* **Provided information**
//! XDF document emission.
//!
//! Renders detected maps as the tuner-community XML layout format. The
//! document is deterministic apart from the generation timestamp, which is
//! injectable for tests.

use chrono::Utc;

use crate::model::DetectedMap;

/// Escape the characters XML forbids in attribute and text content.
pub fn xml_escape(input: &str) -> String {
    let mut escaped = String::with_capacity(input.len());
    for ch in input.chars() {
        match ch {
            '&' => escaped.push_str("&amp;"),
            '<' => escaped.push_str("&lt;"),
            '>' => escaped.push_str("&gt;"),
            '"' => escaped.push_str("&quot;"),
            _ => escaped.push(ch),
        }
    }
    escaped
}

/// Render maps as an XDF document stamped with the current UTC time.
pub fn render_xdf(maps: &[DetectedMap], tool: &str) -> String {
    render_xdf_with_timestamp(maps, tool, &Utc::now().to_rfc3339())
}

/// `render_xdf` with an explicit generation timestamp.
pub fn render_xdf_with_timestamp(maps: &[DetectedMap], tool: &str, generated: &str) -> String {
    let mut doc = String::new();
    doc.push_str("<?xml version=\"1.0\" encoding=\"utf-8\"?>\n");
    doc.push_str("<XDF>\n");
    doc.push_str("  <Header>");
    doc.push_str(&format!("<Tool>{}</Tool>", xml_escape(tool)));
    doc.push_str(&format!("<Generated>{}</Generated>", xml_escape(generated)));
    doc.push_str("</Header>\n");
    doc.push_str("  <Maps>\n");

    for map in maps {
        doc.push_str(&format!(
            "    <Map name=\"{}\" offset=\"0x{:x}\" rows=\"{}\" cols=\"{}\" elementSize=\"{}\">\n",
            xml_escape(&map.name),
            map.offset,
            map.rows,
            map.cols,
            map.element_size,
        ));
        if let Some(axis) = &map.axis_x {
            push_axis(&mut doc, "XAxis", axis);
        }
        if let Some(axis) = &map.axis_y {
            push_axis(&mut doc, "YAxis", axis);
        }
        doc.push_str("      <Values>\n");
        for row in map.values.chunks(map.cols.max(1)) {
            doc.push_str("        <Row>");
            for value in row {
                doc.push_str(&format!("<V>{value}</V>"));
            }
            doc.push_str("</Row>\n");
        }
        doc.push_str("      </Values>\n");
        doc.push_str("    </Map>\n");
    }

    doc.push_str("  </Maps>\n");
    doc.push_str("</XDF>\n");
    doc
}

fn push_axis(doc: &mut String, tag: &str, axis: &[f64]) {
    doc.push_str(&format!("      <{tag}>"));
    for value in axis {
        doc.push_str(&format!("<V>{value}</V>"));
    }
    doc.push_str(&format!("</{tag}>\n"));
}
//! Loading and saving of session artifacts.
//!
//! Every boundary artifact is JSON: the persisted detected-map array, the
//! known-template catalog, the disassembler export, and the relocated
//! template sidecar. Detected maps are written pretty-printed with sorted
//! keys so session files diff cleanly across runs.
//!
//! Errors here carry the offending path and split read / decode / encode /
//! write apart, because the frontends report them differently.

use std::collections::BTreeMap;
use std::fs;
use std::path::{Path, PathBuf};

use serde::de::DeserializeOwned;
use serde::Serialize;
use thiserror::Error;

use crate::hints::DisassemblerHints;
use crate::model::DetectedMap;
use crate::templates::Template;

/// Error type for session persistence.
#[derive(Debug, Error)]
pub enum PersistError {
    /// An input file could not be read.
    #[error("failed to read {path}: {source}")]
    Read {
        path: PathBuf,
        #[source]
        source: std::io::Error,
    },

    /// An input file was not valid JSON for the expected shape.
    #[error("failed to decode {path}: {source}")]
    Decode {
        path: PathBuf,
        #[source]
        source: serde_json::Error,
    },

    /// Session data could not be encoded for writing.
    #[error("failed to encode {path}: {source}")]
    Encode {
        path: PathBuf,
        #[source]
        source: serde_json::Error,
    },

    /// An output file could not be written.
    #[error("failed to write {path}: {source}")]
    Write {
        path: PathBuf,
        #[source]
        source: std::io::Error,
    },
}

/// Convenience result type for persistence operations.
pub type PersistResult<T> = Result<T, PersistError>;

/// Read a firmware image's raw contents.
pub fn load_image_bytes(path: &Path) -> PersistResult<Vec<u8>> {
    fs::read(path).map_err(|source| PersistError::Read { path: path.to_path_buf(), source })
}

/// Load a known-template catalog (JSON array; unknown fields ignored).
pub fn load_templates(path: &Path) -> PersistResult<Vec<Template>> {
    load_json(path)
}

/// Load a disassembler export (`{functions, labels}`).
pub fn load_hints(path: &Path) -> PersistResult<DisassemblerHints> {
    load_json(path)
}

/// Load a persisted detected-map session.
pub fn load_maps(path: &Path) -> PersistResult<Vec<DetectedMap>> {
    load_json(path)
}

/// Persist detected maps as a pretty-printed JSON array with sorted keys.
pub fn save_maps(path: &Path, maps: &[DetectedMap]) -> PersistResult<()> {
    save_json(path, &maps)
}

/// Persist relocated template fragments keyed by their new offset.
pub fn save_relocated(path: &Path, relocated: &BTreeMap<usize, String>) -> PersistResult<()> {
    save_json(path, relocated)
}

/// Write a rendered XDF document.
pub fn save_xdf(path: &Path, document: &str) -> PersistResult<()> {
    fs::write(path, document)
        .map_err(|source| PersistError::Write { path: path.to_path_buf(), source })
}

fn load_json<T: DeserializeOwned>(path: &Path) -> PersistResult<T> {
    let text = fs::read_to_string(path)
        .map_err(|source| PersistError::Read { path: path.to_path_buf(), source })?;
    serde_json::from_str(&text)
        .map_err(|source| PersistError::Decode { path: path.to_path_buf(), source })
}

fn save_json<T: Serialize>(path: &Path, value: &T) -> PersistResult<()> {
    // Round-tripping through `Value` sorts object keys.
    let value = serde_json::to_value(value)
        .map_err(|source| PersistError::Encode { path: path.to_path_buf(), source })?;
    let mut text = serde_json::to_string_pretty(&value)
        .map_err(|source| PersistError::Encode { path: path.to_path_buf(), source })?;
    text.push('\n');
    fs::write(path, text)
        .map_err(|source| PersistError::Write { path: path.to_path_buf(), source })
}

* **Assignment**
From the listing above, reproduce all the lines exactly.

* **Expected answer**
//! XDF document emission.
//!
//! Renders detected maps as the tuner-community XML layout format. The
//! document is deterministic apart from the generation timestamp, which is
//! injectable for tests.

use chrono::Utc;

use crate::model::DetectedMap;

/// Escape the characters XML forbids in attribute and text content.
pub fn xml_escape(input: &str) -> String {
    let mut escaped = String::with_capacity(input.len());
    for ch in input.chars() {
        match ch {
            '&' => escaped.push_str("&amp;"),
            '<' => escaped.push_str("&lt;"),
            '>' => escaped.push_str("&gt;"),
            '"' => escaped.push_str("&quot;"),
            _ => escaped.push(ch),
        }
    }
    escaped
}

/// Render maps as an XDF document stamped with the current UTC time.
pub fn render_xdf(maps: &[DetectedMap], tool: &str) -> String {
    render_xdf_with_timestamp(maps, tool, &Utc::now().to_rfc3339())
}

/// `render_xdf` with an explicit generation timestamp.
pub fn render_xdf_with_timestamp(maps: &[DetectedMap], tool: &str, generated: &str) -> String {
    let mut doc = String::new();
    doc.push_str("<?xml version=\"1.0\" encoding=\"utf-8\"?>\n");
    doc.push_str("<XDF>\n");
    doc.push_str("  <Header>");
    doc.push_str(&format!("<Tool>{}</Tool>", xml_escape(tool)));
    doc.push_str(&format!("<Generated>{}</Generated>", xml_escape(generated)));
    doc.push_str("</Header>\n");
    doc.push_str("  <Maps>\n");

    for map in maps {
        doc.push_str(&format!(
            "    <Map name=\"{}\" offset=\"0x{:x}\" rows=\"{}\" cols=\"{}\" elementSize=\"{}\">\n",
            xml_escape(&map.name),
            map.offset,
            map.rows,
            map.cols,
            map.element_size,
        ));
        if let Some(axis) = &map.axis_x {
            push_axis(&mut doc, "XAxis", axis);
        }
        if let Some(axis) = &map.axis_y {
            push_axis(&mut doc, "YAxis", axis);
        }
        doc.push_str("      <Values>\n");
        for row in map.values.chunks(map.cols.max(1)) {
            doc.push_str("        <Row>");
            for value in row {
                doc.push_str(&format!("<V>{value}</V>"));
            }
            doc.push_str("</Row>\n");
        }
        doc.push_str("      </Values>\n");
        doc.push_str("    </Map>\n");
    }

    doc.push_str("  </Maps>\n");
    doc.push_str("</XDF>\n");
    doc
}

fn push_axis(doc: &mut String, tag: &str, axis: &[f64]) {
    doc.push_str(&format!("      <{tag}>"));
    for value in axis {
        doc.push_str(&format!("<V>{value}</V>"));
    }
    doc.push_str(&format!("</{tag}>\n"));
}
//! Loading and saving of session artifacts.
//!
//! Every boundary artifact is JSON: the persisted detected-map array, the
//! known-template catalog, the disassembler export, and the relocated
//! template sidecar. Detected maps are written pretty-printed with sorted
//! keys so session files diff cleanly across runs.
//!
//! Errors here carry the offending path and split read / decode / encode /
//! write apart, because the frontends report them differently.

use std::collections::BTreeMap;
use std::fs;
use std::path::{Path, PathBuf};

use serde::de::DeserializeOwned;
use serde::Serialize;
use thiserror::Error;

use crate::hints::DisassemblerHints;
use crate::model::DetectedMap;
use crate::templates::Template;

/// Error type for session persistence.
#[derive(Debug, Error)]
pub enum PersistError {
    /// An input file could not be read.
    #[error("failed to read {path}: {source}")]
    Read {
        path: PathBuf,
        #[source]
        source: std::io::Error,
    },

    /// An input file was not valid JSON for the expected shape.
    #[error("failed to decode {path}: {source}")]
    Decode {
        path: PathBuf,
        #[source]
        source: serde_json::Error,
    },

    /// Session data could not be encoded for writing.
    #[error("failed to encode {path}: {source}")]
    Encode {
        path: PathBuf,
        #[source]
        source: serde_json::Error,
    },

    /// An output file could not be written.
    #[error("failed to write {path}: {source}")]
    Write {
        path: PathBuf,
        #[source]
        source: std::io::Error,
    },
}

/// Convenience result type for persistence operations.
pub type PersistResult<T> = Result<T, PersistError>;

/// Read a firmware image's raw contents.
pub fn load_image_bytes(path: &Path) -> PersistResult<Vec<u8>> {
    fs::read(path).map_err(|source| PersistError::Read { path: path.to_path_buf(), source })
}

/// Load a known-template catalog (JSON array; unknown fields ignored).
pub fn load_templates(path: &Path) -> PersistResult<Vec<Template>> {
    load_json(path)
}

/// Load a disassembler export (`{functions, labels}`).
pub fn load_hints(path: &Path) -> PersistResult<DisassemblerHints> {
    load_json(path)
}

/// Load a persisted detected-map session.
pub fn load_maps(path: &Path) -> PersistResult<Vec<DetectedMap>> {
    load_json(path)
}

/// Persist detected maps as a pretty-printed JSON array with sorted keys.
pub fn save_maps(path: &Path, maps: &[DetectedMap]) -> PersistResult<()> {
    save_json(path, &maps)
}

/// Persist relocated template fragments keyed by their new offset.
pub fn save_relocated(path: &Path, relocated: &BTreeMap<usize, String>) -> PersistResult<()> {
    save_json(path, relocated)
}

/// Write a rendered XDF document.
pub fn save_xdf(path: &Path, document: &str) -> PersistResult<()> {
    fs::write(path, document)
        .map_err(|source| PersistError::Write { path: path.to_path_buf(), source })
}

fn load_json<T: DeserializeOwned>(path: &Path) -> PersistResult<T> {
    let text = fs::read_to_string(path)
        .map_err(|source| PersistError::Read { path: path.to_path_buf(), source })?;
    serde_json::from_str(&text)
        .map_err(|source| PersistError::Decode { path: path.to_path_buf(), source })
}

fn save_json<T: Serialize>(path: &Path, value: &T) -> PersistResult<()> {
    // Round-tripping through `Value` sorts object keys.
    let value = serde_json::to_value(value)
        .map_err(|source| PersistError::Encode { path: path.to_path_buf(), source })?;
    let mut text = serde_json::to_string_pretty(&value)
        .map_err(|source| PersistError::Encode { path: path.to_path_buf(), source })?;
    text.push('\n');
    fs::write(path, text)
        .map_err(|source| PersistError::Write { path: path.to_path_buf(), source })
}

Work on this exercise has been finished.